• **Assignment**:
Each record below should be set down exactly.

• **Dataset records**:
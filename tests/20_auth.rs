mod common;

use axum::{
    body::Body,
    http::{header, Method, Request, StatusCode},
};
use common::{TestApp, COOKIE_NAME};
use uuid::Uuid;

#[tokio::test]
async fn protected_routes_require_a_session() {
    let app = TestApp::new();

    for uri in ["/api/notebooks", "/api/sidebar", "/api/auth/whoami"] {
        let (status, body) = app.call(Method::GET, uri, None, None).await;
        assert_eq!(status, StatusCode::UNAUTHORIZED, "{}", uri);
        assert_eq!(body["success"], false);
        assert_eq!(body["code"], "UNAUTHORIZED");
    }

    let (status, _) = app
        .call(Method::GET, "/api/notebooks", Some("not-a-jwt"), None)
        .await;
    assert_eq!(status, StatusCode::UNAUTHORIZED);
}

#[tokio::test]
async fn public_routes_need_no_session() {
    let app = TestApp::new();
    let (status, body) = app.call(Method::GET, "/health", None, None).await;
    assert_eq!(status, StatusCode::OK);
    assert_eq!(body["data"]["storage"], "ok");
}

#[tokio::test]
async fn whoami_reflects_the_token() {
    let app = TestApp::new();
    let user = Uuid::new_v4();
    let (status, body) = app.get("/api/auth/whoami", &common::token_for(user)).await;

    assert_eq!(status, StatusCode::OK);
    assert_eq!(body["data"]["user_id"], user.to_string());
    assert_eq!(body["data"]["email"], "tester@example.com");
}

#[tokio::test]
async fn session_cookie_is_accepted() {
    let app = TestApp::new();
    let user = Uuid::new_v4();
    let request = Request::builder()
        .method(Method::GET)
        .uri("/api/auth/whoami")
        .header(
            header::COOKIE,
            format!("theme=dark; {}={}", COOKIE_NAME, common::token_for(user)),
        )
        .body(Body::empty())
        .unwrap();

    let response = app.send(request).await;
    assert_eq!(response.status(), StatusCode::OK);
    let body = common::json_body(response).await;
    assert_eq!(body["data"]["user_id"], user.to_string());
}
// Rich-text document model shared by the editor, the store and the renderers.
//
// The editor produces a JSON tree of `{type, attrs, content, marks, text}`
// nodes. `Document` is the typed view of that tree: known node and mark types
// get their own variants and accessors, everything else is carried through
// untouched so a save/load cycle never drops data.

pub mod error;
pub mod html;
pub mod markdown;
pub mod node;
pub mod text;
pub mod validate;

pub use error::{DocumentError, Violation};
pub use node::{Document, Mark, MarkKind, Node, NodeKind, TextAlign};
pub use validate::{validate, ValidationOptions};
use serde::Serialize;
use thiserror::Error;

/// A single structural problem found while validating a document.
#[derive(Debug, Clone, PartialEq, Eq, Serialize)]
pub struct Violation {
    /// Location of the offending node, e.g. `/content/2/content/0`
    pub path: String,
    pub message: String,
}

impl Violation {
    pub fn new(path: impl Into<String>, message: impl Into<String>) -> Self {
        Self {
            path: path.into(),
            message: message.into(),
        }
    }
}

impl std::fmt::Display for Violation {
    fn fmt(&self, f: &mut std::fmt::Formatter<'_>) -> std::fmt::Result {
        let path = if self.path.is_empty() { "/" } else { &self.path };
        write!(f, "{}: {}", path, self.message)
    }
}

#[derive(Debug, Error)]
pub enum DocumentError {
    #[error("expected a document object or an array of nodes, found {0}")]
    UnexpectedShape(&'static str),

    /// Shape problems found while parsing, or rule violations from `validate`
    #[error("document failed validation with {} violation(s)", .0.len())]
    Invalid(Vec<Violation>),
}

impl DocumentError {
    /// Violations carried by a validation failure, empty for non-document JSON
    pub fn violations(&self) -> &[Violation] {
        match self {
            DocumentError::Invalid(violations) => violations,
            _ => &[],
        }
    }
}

• **Answer space**:
filename tests/20_auth.rs
mod common;

use axum::{
    body::Body,
    http::{header, Method, Request, StatusCode},
};
use common::{TestApp, COOKIE_NAME};
use uuid::Uuid;

#[tokio::test]
async fn protected_routes_require_a_session() {
    let app = TestApp::new();

    for uri in ["/api/notebooks", "/api/sidebar", "/api/auth/whoami"] {
        let (status, body) = app.call(Method::GET, uri, None, None).await;
        assert_eq!(status, StatusCode::UNAUTHORIZED, "{}", uri);
        assert_eq!(body["success"], false);
        assert_eq!(body["code"], "UNAUTHORIZED");
    }

    let (status, _) = app
        .call(Method::GET, "/api/notebooks", Some("not-a-jwt"), None)
        .await;
    assert_eq!(status, StatusCode::UNAUTHORIZED);
}

#[tokio::test]
async fn public_routes_need_no_session() {
    let app = TestApp::new();
    let (status, body) = app.call(Method::GET, "/health", None, None).await;
    assert_eq!(status, StatusCode::OK);
    assert_eq!(body["data"]["storage"], "ok");
}

#[tokio::test]
async fn whoami_reflects_the_token() {
    let app = TestApp::new();
    let user = Uuid::new_v4();
    let (status, body) = app.get("/api/auth/whoami", &common::token_for(user)).await;

    assert_eq!(status, StatusCode::OK);
    assert_eq!(body["data"]["user_id"], user.to_string());
    assert_eq!(body["data"]["email"], "tester@example.com");
}

#[tokio::test]
async fn session_cookie_is_accepted() {
    let app = TestApp::new();
    let user = Uuid::new_v4();
    let request = Request::builder()
        .method(Method::GET)
        .uri("/api/auth/whoami")
        .header(
            header::COOKIE,
            format!("theme=dark; {}={}", COOKIE_NAME, common::token_for(user)),
        )
        .body(Body::empty())
        .unwrap();

    let response = app.send(request).await;
    assert_eq!(response.status(), StatusCode::OK);
    let body = common::json_body(response).await;
    assert_eq!(body["data"]["user_id"], user.to_string());
}
// Rich-text document model shared by the editor, the store and the renderers.
//
// The editor produces a JSON tree of `{type, attrs, content, marks, text}`
// nodes. `Document` is the typed view of that tree: known node and mark types
// get their own variants and accessors, everything else is carried through
// untouched so a save/load cycle never drops data.

pub mod error;
pub mod html;
pub mod markdown;
pub mod node;
pub mod text;
pub mod validate;

pub use error::{DocumentError, Violation};
pub use node::{Document, Mark, MarkKind, Node, NodeKind, TextAlign};
pub use validate::{validate, ValidationOptions};
use serde::Serialize;
use thiserror::Error;

/// A single structural problem found while validating a document.
#[derive(Debug, Clone, PartialEq, Eq, Serialize)]
pub struct Violation {
    /// Location of the offending node, e.g. `/content/2/content/0`
    pub path: String,
    pub message: String,
}

impl Violation {
    pub fn new(path: impl Into<String>, message: impl Into<String>) -> Self {
        Self {
            path: path.into(),
            message: message.into(),
        }
    }
}

impl std::fmt::Display for Violation {
    fn fmt(&self, f: &mut std::fmt::Formatter<'_>) -> std::fmt::Result {
        let path = if self.path.is_empty() { "/" } else { &self.path };
        write!(f, "{}: {}", path, self.message)
    }
}

#[derive(Debug, Error)]
pub enum DocumentError {
    #[error("expected a document object or an array of nodes, found {0}")]
    UnexpectedShape(&'static str),

    /// Shape problems found while parsing, or rule violations from `validate`
    #[error("document failed validation with {} violation(s)", .0.len())]
    Invalid(Vec<Violation>),
}

impl DocumentError {
    /// Violations carried by a validation failure, empty for non-document JSON
    pub fn violations(&self) -> &[Violation] {
        match self {
            DocumentError::Invalid(violations) => violations,
            _ => &[],
        }
    }
}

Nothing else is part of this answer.